First question: how do we interpret the vector differential d\vec{r}? We already know that derivatives of vectors are simple to evaluate: we just take the derivative of each component. Similarly, d\vec{r} just means we have a differential length in each component. In Cartesian coordinates, d\vec{r} = dx \hat{x} + dy \hat{y} + dz \hat{z}. So in our example, we can evaluate the dot product to find W = \int_{\vec{r}_1}^{\vec{r}_2} (Fx dx + 2F dy). The appearance of two differentials at once, dx and dy, signals that we can’t just evaluate this integral normally yet. More importantly, we have to specify one more thing not written down, which is the path along which we want to evaluate this integral. This is one of the sloppy things about this notation, although it’s used commonly: there are infinitely many ways to get from \vec{r}_1 to \vec{r}_2!
When we do a line integral, we’re actually choosing a directed path, hence the arrows on the sketch above, which tell us where we start and where we end. Just like a regular integral, if we go backwards (reverse the limits of integration so we move from \vec{r}_2 to \vec{r}_1), then we get an extra minus sign.
In math books, the integral will often be written instead as W = \int_{\mathcal{C}} \vec{F} \cdot d\vec{r}, where \mathcal{C} denotes a curve - the entire path we take, along with its endpoints. In physics applications, when we do the work integral, the curve is often just \vec{r}(t), the trajectory followed by our point mass.

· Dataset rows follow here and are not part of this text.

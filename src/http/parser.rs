//! Incremental HTTP/1.x framing.
//!
//! The parser never reads from a socket. It is handed the bytes accumulated
//! so far and either produces a complete [`Message`] or says why it cannot.
//! [`ParseError::is_recoverable`] tells the caller whether reading more bytes
//! could help.
//!
//! Parsing first computes byte ranges over the input and only then builds the
//! message, so record values end up as slices of one shared buffer.

use std::ops::Range;

use bytes::{Bytes, BytesMut};
use memchr::memmem;
use thiserror::Error;

use crate::http::message::{Message, Part, Record};
use crate::http::request::{BodyKind, Method, Version};
use crate::http::response::StatusCode;

const CRLF: &[u8] = b"\r\n";
const HEADER_END: &[u8] = b"\r\n\r\n";

/// Leading bytes that make a url-encoded body malformed.
const FORM_REJECT: &[u8] = b"&=+[]{}*";

#[derive(Debug, Clone, PartialEq, Eq, Error)]
pub enum ParseError {
    #[error("Awaiting HTTP header")]
    AwaitingHeader,

    #[error("Awaiting HTTP body ({received} of {expected} bytes)")]
    AwaitingBody { expected: usize, received: usize },

    #[error("HTTP header is incomplete: missing {0}")]
    IncompleteHeader(&'static str),

    #[error("HTTP request line is malformed")]
    MalformedFirstLine,

    #[error("HTTP method '{0}' is not supported")]
    UnsupportedMethod(String),

    #[error("HTTP protocol '{0}' is not supported")]
    UnsupportedProtocol(String),

    #[error("HTTP status line is malformed")]
    MalformedStatusLine,

    #[error("Content-Length is required")]
    MissingContentLength,

    #[error("Content-Length is invalid")]
    InvalidContentLength,

    #[error("HTTP querystring is invalid")]
    InvalidQueryString,

    #[error("HTTP header is malformed")]
    InvalidHeader,

    #[error("Got malformed data from submitted form")]
    MalformedFormData,
}

impl ParseError {
    /// More input may turn this into a successful parse.
    pub fn is_recoverable(&self) -> bool {
        matches!(
            self,
            ParseError::AwaitingHeader | ParseError::AwaitingBody { .. }
        )
    }

    /// The request cannot be salvaged.
    ///
    /// `IncompleteHeader` is neither: reading stops, but it is a content
    /// problem rather than a framing one.
    pub fn is_fatal(&self) -> bool {
        !self.is_recoverable() && !matches!(self, ParseError::IncompleteHeader(_))
    }

    /// No valid request line was ever seen, so there is nobody to answer.
    pub fn rejects_request_line(&self) -> bool {
        matches!(
            self,
            ParseError::MalformedFirstLine
                | ParseError::UnsupportedMethod(_)
                | ParseError::UnsupportedProtocol(_)
        )
    }

    /// Status of the error reply for failures after the request line.
    pub fn status(&self) -> StatusCode {
        match self {
            ParseError::MissingContentLength => StatusCode::LengthRequired,
            _ => StatusCode::BadRequest,
        }
    }
}

/// Offset of the `\r\n\r\n` that ends the header section.
pub fn find_header_end(buf: &[u8]) -> Option<usize> {
    memmem::find(buf, HEADER_END)
}
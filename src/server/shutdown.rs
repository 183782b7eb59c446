//! Shutdown coordination.
//!
//! A `watch` channel rather than `broadcast`: connections that subscribe
//! after the trigger still observe it.

use std::sync::Arc;

use tokio::sync::watch;

/// Process-wide shutdown switch. Cloning shares the same switch.
#[derive(Debug, Clone)]
pub struct Shutdown {
    tx: Arc<watch::Sender<bool>>,
}

impl Shutdown {
    pub fn new() -> Self {
        let (tx, _) = watch::channel(false);
        Self { tx: Arc::new(tx) }
    }

    /// Trigger the shutdown signal. Idempotent.
    pub fn trigger(&self) {
        self.tx.send_replace(true);
    }

    pub fn is_triggered(&self) -> bool {
        *self.tx.borrow()
    }

    pub fn subscribe(&self) -> ShutdownSignal {
        ShutdownSignal {
            rx: self.tx.subscribe(),
        }
    }
}

impl Default for Shutdown {
    fn default() -> Self {
        Self::new()
    }
}

/// Receiving end held by the accept loop and each connection.
#[derive(Debug, Clone)]
pub struct ShutdownSignal {
    rx: watch::Receiver<bool>,
}

impl ShutdownSignal {
    pub fn is_triggered(&self) -> bool {
        *self.rx.borrow()
    }

    /// Resolves once shutdown has been triggered.
    pub async fn recv(&mut self) {
        // An error means every sender is gone; nobody can trigger any more,
        // so treat it like a trigger.
        let _ = self.rx.wait_for(|triggered| *triggered).await;
    }
}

Let’s pick one of the curves above and try to evaluate the integral. I’ll start with the straight line path, \mathcal{C}_1. If we think about it for a moment, the way a path is mathematically defined is an equation relating our coordinates to each other. In this case, we can write simply y = \frac{1}{2}x along \mathcal{C}_1. This relationship is true as long as we follow the curve. But we can use this to collapse our two differentials together: we have dx = 2dy so we can rewrite the line integral as W_1 = \int_{\mathcal{C}_1} (F xdx + 2F dy) \\ = \int_0^1 (F (2y) (2 dy) + 2F dy) \\ = F \left( \left. 4 \frac{y^2}{2} \right|_0^1 + \left. 2y \right|_0^1 \right) \\ = 4F.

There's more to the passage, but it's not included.